My husband mentioned that. I don't think I would care, but from the parking area to this room would be about 75 feet to carry the crate back and forth. If they don't mind doing that, I don't care. My dilemma is whether or not to let them leave the crate there and not have to move it every practice. At this point, if we buy all the crates then obviously we can use them for overflow during non-schutzhund times, but if people's personal crates are there I wouldn't feel right using them, plus I can't use the space without moving their crate? Hmmmm.


----------



## Cassidy's Mom (Mar 30, 2003)

Maybe you can stipulate that if people do want to leave their crate there that you may use it, if necessary. That like seems a reasonable compromise - as you said, if their crate stays there that leaves less room for other crates if you do need the overflow.


----------



## bocron (Mar 15, 2009)

Thanks, Debbie for your input. I wanted to make sure what we are proposing sounds reasonable at this point. I am going to mention this to the club with the hope of getting all of this done by the Thanksgiving break and changing the set up by then.


----------



## Jax08 (Feb 13, 2009)

So for a measly $5/mth, the ppl would not have to spend the time and energy packing and unpacking a crate? That sounds like a pretty good deal to me. Are you providing the crates?


----------



## Cassidy's Mom (Mar 30, 2003)

Okay, another thought:

1) $5 per month to use your crates on training days.

2) Half price if they want to bring their own crate and leave it there for their exclusive use on training days. Waive the fee if they don't mind you using it as overflow for other dogs if you need to. Even though you're not incurring costs by having to buy extra crates, they'll still be taking up floor space that won't be available for you to use with alternate crates, so this way it's up to them. If they're okay with you using their crate, it's free. If they'd rather you not, they're paying to rent floor space for it.
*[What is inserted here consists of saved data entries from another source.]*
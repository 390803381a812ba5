use crate::geo::Coordinate;
use crate::schema::ClubFieldKeys;

#[derive(Debug, Clone, PartialEq, Eq)]
pub enum Environment {
    Development,
    Test,
    Production,
}

impl std::fmt::Display for Environment {
    fn fmt(&self, f: &mut std::fmt::Formatter<'_>) -> std::fmt::Result {
        match self {
            Environment::Development => write!(f, "development"),
            Environment::Test => write!(f, "test"),
            Environment::Production => write!(f, "production"),
        }
    }
}

#[derive(Debug, Clone)]
pub struct AppConfig {
    pub env: Environment,
    pub log_level: String,
    /// Base URL of the club backend, e.g. `http://localhost:8000`.
    pub api_base_url: String,
    /// Path of the all-clubs endpoint under `api_base_url`.
    pub clubs_path: String,
    /// Search endpoint of a Nominatim-compatible geocoder.
    pub geocoder_url: String,
    /// Locality prepended to every address before geocoding.
    pub locality: String,
    /// Per-request timeout; `0` disables it.
    pub request_timeout_secs: u64,
    pub user_agent: String,
    pub map_center: Coordinate,
    pub map_zoom: u8,
    pub field_keys: ClubFieldKeys,
    /// YAML file `field_keys` was read from; `None` means built-in labels.
    pub schema_path: Option<String>,
}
3) No charge to bring their own crate on training days and take it with them when they leave.

What about something like that?


----------



## bocron (Mar 15, 2009)

Jax08 said:


> So for a measly $5/mth, the ppl would not have to spend the time and energy packing and unpacking a crate? That sounds like a pretty good deal to me. Are you providing the crates?
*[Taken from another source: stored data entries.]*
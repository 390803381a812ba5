//! Backend field-name mapping for club records.
//!
//! The club backend labels fields with natural-language keys rather than
//! fixed identifiers. [`ClubFieldKeys`] holds those labels so the rest of the
//! pipeline only deals with canonical names. Defaults match the current
//! backend; a YAML file can override any subset of them.

use std::collections::HashSet;
use std::path::Path;

use serde::{Deserialize, Serialize};

use crate::ConfigError;

#[derive(Debug, Clone, PartialEq, Eq, Serialize, Deserialize)]
#[serde(default)]
pub struct ClubFieldKeys {
    pub name: String,
    pub address: String,
    pub opening_hours: String,
    pub rating: String,
    pub latitude: String,
    pub longitude: String,
}

impl Default for ClubFieldKeys {
    fn default() -> Self {
        Self {
            name: "Название".to_string(),
            address: "Адрес".to_string(),
            opening_hours: "Часы работы".to_string(),
            rating: "Рейтинг".to_string(),
            latitude: "Координаты (lat)".to_string(),
            longitude: "Координаты (lon)".to_string(),
        }
    }
}

impl ClubFieldKeys {
    fn entries(&self) -> [(&'static str, &str); 6] {
        [
            ("name", self.name.as_str()),
            ("address", self.address.as_str()),
            ("opening_hours", self.opening_hours.as_str()),
            ("rating", self.rating.as_str()),
            ("latitude", self.latitude.as_str()),
            ("longitude", self.longitude.as_str()),
        ]
    }

    /// Checks that every key is non-blank and that no two canonical fields
    /// share a backend key.
    ///
    /// # Errors
    ///
    /// Returns [`ConfigError::SchemaValidation`] describing the first problem.
    pub fn validate(&self) -> Result<(), ConfigError> {
        let mut seen = HashSet::new();
        for (field, key) in self.entries() {
            if key.trim().is_empty() {
                return Err(ConfigError::SchemaValidation(format!(
                    "key for '{field}' must not be empty"
                )));
            }
            if !seen.insert(key) {
                return Err(ConfigError::SchemaValidation(format!(
                    "key '{key}' is mapped to more than one field"
                )));
            }
        }
        Ok(())
    }
}

/// Load and validate field keys from a YAML file.
///
/// Fields omitted from the file keep their default labels.
///
/// # Errors
///
/// Returns `ConfigError` if the file cannot be read, parsed, or fails validation.
pub fn load_field_keys(path: &Path) -> Result<ClubFieldKeys, ConfigError> {
    let content = std::fs::read_to_string(path).map_err(|e| ConfigError::SchemaFileIo {
        path: path.display().to_string(),
        source: e,
    })?;

    let keys = parse_field_keys(&content)?;
    tracing::debug!(path = %path.display(), ?keys, "loaded club schema");
    Ok(keys)
}

fn parse_field_keys(content: &str) -> Result<ClubFieldKeys, ConfigError> {
    let keys: ClubFieldKeys = serde_yaml::from_str(content)?;
    keys.validate()?;
    Ok(keys)
}

#[cfg(test)]
mod tests {
    use super::*;

    #[test]
    fn defaults_are_valid() {
        assert!(ClubFieldKeys::default().validate().is_ok());
    }

    #[test]
    fn partial_yaml_keeps_defaults() {
        let keys = parse_field_keys("rating: score\nname: title\n").unwrap();
        assert_eq!(keys.rating, "score");
        assert_eq!(keys.name, "title");
        assert_eq!(keys.address, "Адрес");
        assert_eq!(keys.latitude, "Координаты (lat)");
    }

    #[test]
    fn blank_key_is_rejected() {
        let err = parse_field_keys("address: '  '\n").unwrap_err();
        assert!(
            matches!(err, ConfigError::SchemaValidation(ref msg) if msg.contains("address")),
            "got {err:?}"
        );
    }

    #[test]
    fn duplicate_key_is_rejected() {
        let err = parse_field_keys("latitude: coord\nlongitude: coord\n").unwrap_err();
        assert!(matches!(err, ConfigError::SchemaValidation(_)), "got {err:?}");
    }

    #[test]
    fn malformed_yaml_is_a_parse_error() {
        let err = parse_field_keys("name: [unclosed").unwrap_err();
        assert!(matches!(err, ConfigError::SchemaFileParse(_)), "got {err:?}");
    }

    #[test]
    fn missing_file_is_io_error() {
        let err = load_field_keys(Path::new("/nonexistent/clubfinder/schema.yaml")).unwrap_err();
        assert!(matches!(err, ConfigError::SchemaFileIo { .. }), "got {err:?}");
    }
}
At this point, that's the plan. This way they are our crates and we can use them the rest of the time if we need some overflow room. 
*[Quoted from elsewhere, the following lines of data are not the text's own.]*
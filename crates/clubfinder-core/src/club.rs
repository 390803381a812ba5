//! Club records: the loosely-typed backend shape and its validated form.
//!
//! [`RawClub::from_value`] maps backend keys to canonical fields;
//! [`normalize_club`] turns that into a [`Club`] only when latitude,
//! longitude and rating are all usable. Records that fail are dropped by
//! [`normalize_clubs`], never repaired.

use std::borrow::Cow;

use serde::Serialize;
use serde_json::Value;
use thiserror::Error;

use crate::geo::Coordinate;
use crate::schema::ClubFieldKeys;

/// Reasons a raw record is excluded from the pipeline.
#[derive(Debug, Clone, PartialEq, Eq, Error)]
pub enum RecordError {
    #[error("record is not a JSON object")]
    NotAnObject,
    #[error("latitude is missing or not a number")]
    InvalidLatitude,
    #[error("longitude is missing or not a number")]
    InvalidLongitude,
    #[error("rating is missing or not a number")]
    InvalidRating,
    #[error("coordinate is out of range")]
    CoordinateOutOfRange,
}

/// Canonical view of a backend record before validation.
#[derive(Debug, Clone, Default, PartialEq)]
pub struct RawClub {
    pub name: Option<String>,
    pub address: Option<String>,
    pub opening_hours: Option<String>,
    pub rating: Option<f64>,
    pub latitude: Option<f64>,
    pub longitude: Option<f64>,
}

impl RawClub {
    /// Reads the fields named by `keys` out of a backend record.
    ///
    /// Returns `None` when the value is not a JSON object.
    #[must_use]
    pub fn from_value(value: &Value, keys: &ClubFieldKeys) -> Option<Self> {
        let obj = value.as_object()?;
        Some(Self {
            name: obj.get(&keys.name).and_then(text_field),
            address: obj.get(&keys.address).and_then(text_field),
            opening_hours: obj.get(&keys.opening_hours).and_then(text_field),
            rating: obj.get(&keys.rating).and_then(parse_number),
            latitude: obj.get(&keys.latitude).and_then(parse_number),
            longitude: obj.get(&keys.longitude).and_then(parse_number),
        })
    }
}

/// A club with a validated location and numeric rating.
#[derive(Debug, Clone, PartialEq, Serialize)]
pub struct Club {
    pub name: Option<String>,
    pub address: Option<String>,
    pub opening_hours: Option<String>,
    pub rating: f64,
    pub location: Coordinate,
    /// The backend record as received.
    #[serde(skip)]
    pub raw: Value,
}

impl Club {
    /// Display name, falling back to a placeholder for unnamed records.
    #[must_use]
    pub fn display_name(&self) -> &str {
        self.name.as_deref().unwrap_or("(unnamed club)")
    }
}

/// Validates one backend record.
///
/// # Errors
///
/// Returns the first [`RecordError`] found. Latitude is checked before
/// longitude, longitude before rating.
pub fn normalize_club(value: &Value, keys: &ClubFieldKeys) -> Result<Club, RecordError> {
    let raw = RawClub::from_value(value, keys).ok_or(RecordError::NotAnObject)?;

    let lat = raw.latitude.ok_or(RecordError::InvalidLatitude)?;
    let lon = raw.longitude.ok_or(RecordError::InvalidLongitude)?;
    let rating = raw.rating.ok_or(RecordError::InvalidRating)?;
    let location = Coordinate::new(lat, lon).map_err(|_| RecordError::CoordinateOutOfRange)?;

    Ok(Club {
        name: raw.name,
        address: raw.address,
        opening_hours: raw.opening_hours,
        rating,
        location,
        raw: value.clone(),
    })
}

/// Validates every record, dropping the ones that fail. Input order is kept.
#[must_use]
pub fn normalize_clubs(values: &[Value], keys: &ClubFieldKeys) -> Vec<Club> {
    let clubs: Vec<Club> = values
        .iter()
        .enumerate()
        .filter_map(|(index, value)| match normalize_club(value, keys) {
            Ok(club) => {
                tracing::debug!(
                    index,
                    name = club.display_name(),
                    lat = club.location.lat,
                    lon = club.location.lon,
                    rating = club.rating,
                    "normalized club"
                );
                Some(club)
            }
            Err(reason) => {
                tracing::debug!(index, %reason, record = %value, "dropping club record");
                None
            }
        })
        .collect();

    let dropped = values.len() - clubs.len();
    if dropped > 0 {
        tracing::warn!(
            dropped,
            kept = clubs.len(),
            "club records without usable coordinates or rating were skipped"
        );
    }
    clubs
}

/// Reads a JSON number or numeric string as a finite `f64`.
///
/// Strings are trimmed and a lone decimal comma is accepted (`"4,5"`). When
/// the whole string is not numeric, the longest numeric prefix is used, so
/// `"4.5 stars"` reads as `4.5`. Returns `None` for anything else, including
/// NaN and infinities.
#[must_use]
pub fn parse_number(value: &Value) -> Option<f64> {
    let n = match value {
        Value::Number(n) => n.as_f64()?,
        Value::String(s) => parse_numeric_str(s)?,
        _ => return None,
    };
    n.is_finite().then_some(n)
}

fn parse_numeric_str(s: &str) -> Option<f64> {
    let trimmed = s.trim();
    if trimmed.is_empty() {
        return None;
    }

    let candidate = normalize_decimal_comma(trimmed);
    let candidate = candidate.as_ref();

    if let Ok(n) = candidate.parse::<f64>() {
        return Some(n);
    }

    let prefix = &candidate[..numeric_prefix_len(candidate)];
    prefix.parse::<f64>().ok()
}

/// Reads a lone comma as the decimal separator (`"4,5"` → `"4.5"`).
pub(crate) fn normalize_decimal_comma(s: &str) -> Cow<'_, str> {
    if !s.contains('.') && s.matches(',').count() == 1 {
        Cow::Owned(s.replace(',', "."))
    } else {
        Cow::Borrowed(s)
    }
}

/// Byte length of the longest `[+-]?digits[.digits][(e|E)[+-]?digits]` prefix.
fn numeric_prefix_len(s: &str) -> usize {
    let bytes = s.as_bytes();
    let mut i = 0;

    if matches!(bytes.first(), Some(b'+' | b'-')) {
        i += 1;
    }

    let int_start = i;
    while i < bytes.len() && bytes[i].is_ascii_digit() {
        i += 1;
    }
    let mut digits = i - int_start;

    if i < bytes.len() && bytes[i] == b'.' {
        let frac_start = i + 1;
        let mut j = frac_start;
        while j < bytes.len() && bytes[j].is_ascii_digit() {
            j += 1;
        }
        if digits > 0 || j > frac_start {
            digits += j - frac_start;
            i = j;
        }
    }

    if digits == 0 {
        return 0;
    }

    if i < bytes.len() && matches!(bytes[i], b'e' | b'E') {
        let mut j = i + 1;
        if j < bytes.len() && matches!(bytes[j], b'+' | b'-') {
            j += 1;
        }
        let exp_start = j;
        while j < bytes.len() && bytes[j].is_ascii_digit() {
            j += 1;
        }
        if j > exp_start {
            i = j;
        }
    }

    i
}

fn text_field(value: &Value) -> Option<String> {
    match value {
        Value::String(s) => {
            let trimmed = s.trim();
            (!trimmed.is_empty()).then(|| trimmed.to_string())
        }
        Value::Number(n) => Some(n.to_string()),
        _ => None,
    }
}

#[cfg(test)]
#[path = "club_test.rs"]
mod tests;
I also plan to put in the agreement that if their dog damages or destroys the crate they must REPLACE it with a comparable crate.


----------



## bocron (Mar 15, 2009)

Cassidy's Mom said:


> Okay, another thought:
> 
> 1) $5 per month to use your crates on training days.
> 
> ...


That sounds very reasonable. 

To all this, we are also planning on charging a club fee for use of the facilities. We were thinking a yearly price of $30 per year per dog that gets paid directly to the business at the beginning of the year. At this point we average about 10 active members over the year, so the business will get $300 a year for the use of the property. This will go toward mowing, lights, water, electricity, that type of thing, At this point we haven't charged anything to the club, but we spend a bunch of time doing maintenance around here. We allow the members to keep drinks in the fridge, we have lights and a tent they can train under, that type of thing. So for a member with one dog their dues would be $180 per year (30 of which goes to the business, 150 is for the club) + $60 more per year if they want to rent a crate for the year.


----------



## meldleistikow (Oct 24, 2011)

I think that is a great idea. I think $5 is very fair and I would be willing to pay it so that I didn't have to lug a crate around and worry about the temperature outside.


----------



## huntergreen (Jun 28, 2012)

charge the 5 bucks, no mess no fuss. no bringing their own crate, this way no problems. sounds like you are doing a lot for the club, and the should look be able to see they are getting quite a bit for yhe 5 bucks.


----------



## Dooney's Mom (May 10, 2011)

I would so willingly pay the $5. Does anyone in the club have a crate breaker though? For me I would not be able to use a plastic crate, mine would destroy it. I would even pay $10-15 a month to put her in a crate she couldn't destroy- LOL


----------



## Smithie86 (Jan 9, 2001)

I think it is a great idea, but agree with huntergreen. One set process. That way, you do not have to juggle who has what, what fee, crates going in and out, etc.


----------



## GSDElsa (Jul 22, 2009)

I dont think it's unreasonable to charge something for the use of your facility all around. Our td charges field fees too. Yesh, it's much better paying nothing but it costs money to maintain those facilities.


----------